Knowledge from CryptoSlate reveals that BUSD’s circulating provide sits at 927 million tokens, marking a staggering 96% lower from its peak provide of 23.45 billion. This decline has additionally considerably impacted its buying and selling quantity of lower than $50 million throughout the previous 24 hours.
The Binance-backed stablecoin troubles started final yr after the U.S. Securities and Trade Fee (SEC) labeled it a safety in its authorized actions towards the cryptocurrency trade. Moreover that, BUSD issuer Paxos was pressured to cease different mints of the asset by the New York Division of Monetary Companies.
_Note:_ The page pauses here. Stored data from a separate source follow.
//! Configuration type definitions
//!
//! These types represent the probe configuration read from `pmprobe.toml`.

use crate::retry::FixedRetry;
use crate::session::Session;

/// I2C bus settings
#[derive(Debug, Clone, Copy, PartialEq, Eq)]
#[cfg_attr(feature = "defmt", derive(defmt::Format))]
pub struct BusConfig {
    /// SCL frequency in Hz
    pub frequency_hz: u32,
}

impl Default for BusConfig {
    fn default() -> Self {
        Self {
            frequency_hz: 50_000,
        }
    }
}

/// Serial console settings
#[derive(Debug, Clone, Copy, PartialEq, Eq)]
#[cfg_attr(feature = "defmt", derive(defmt::Format))]
pub struct ConsoleConfig {
    pub baudrate: u32,
}

impl Default for ConsoleConfig {
    fn default() -> Self {
        Self { baudrate: 115_200 }
    }
}

/// Addresses known at start-up
///
/// Either may be left unset and configured later from the console.
#[derive(Debug, Clone, Copy, PartialEq, Eq, Default)]
#[cfg_attr(feature = "defmt", derive(defmt::Format))]
pub struct DeviceConfig {
    /// PMBus device address (7-bit)
    pub address: Option<u8>,
    /// Companion EEPROM address (7-bit)
    pub eeprom: Option<u8>,
}

impl DeviceConfig {
    /// Session for the configured PMBus address
    pub fn session(&self) -> Option<Session> {
        self.address.and_then(Session::new)
    }
}

/// Retry settings for plain reads
#[derive(Debug, Clone, Copy, PartialEq, Eq)]
#[cfg_attr(feature = "defmt", derive(defmt::Format))]
pub struct RetryConfig {
    pub attempts: u8,
    pub delay_ms: u32,
}

impl Default for RetryConfig {
    fn default() -> Self {
        let d = FixedRetry::PMBUS_DEFAULT;
        Self {
            attempts: d.attempts,
            delay_ms: d.delay_ms,
        }
    }
}

impl From<RetryConfig> for FixedRetry {
    fn from(c: RetryConfig) -> Self {
        FixedRetry::new(c.attempts, c.delay_ms)
    }
}

/// Complete probe configuration
#[derive(Debug, Clone, Copy, PartialEq, Eq, Default)]
#[cfg_attr(feature = "defmt", derive(defmt::Format))]
pub struct ProbeConfig {
    pub bus: BusConfig,
    pub console: ConsoleConfig,
    pub device: DeviceConfig,
    pub retry: RetryConfig,
}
Binance and Paxos vehemently rejected this SEC classification.
These developments prompted a swift exodus from the troubled stablecoin throughout the crypto neighborhood as Binance instantly started to push a number of stablecoin alternate options, together with TrueUSD (TUSD) and First Digital USD (FDUSD), to its customers.
On Jan. 5, Binance revealed that it accomplished the automated conversion of eligible customers’ balances within the BUSD token to FDUSD. It additional defined that it not helps the withdrawals of BUSD and urged its customers to manually swap these BUSD tokens for FDUSD tokens at a 1:1 conversion fee on Binance Convert.
Regardless of this, Binance and Paxos have dedicated to supporting BUSD till its full phase-out this yr.
USDT, USDC keep stablecoin dominance
With BUSD’s decline, the highest 5 stablecoins market by market capitalization now consists of new entrants like TUSD and FDUSD—two stablecoins that had been closely promoted by Binance.
Nonetheless, Tether’s USDT stays the dominant participant within the house, controlling round 70% of the market with a market capitalization of greater than $90 billion. It’s adopted carefully by Circle’s USDC, whose market cap sits at $24.56 billion.
21Shares researcher Tom Wan emphasized that for a stablecoin to contend successfully towards these behemoths, it could require integration into centralized exchanges, incorporation into DeFi platforms, and software in fee and remittance features.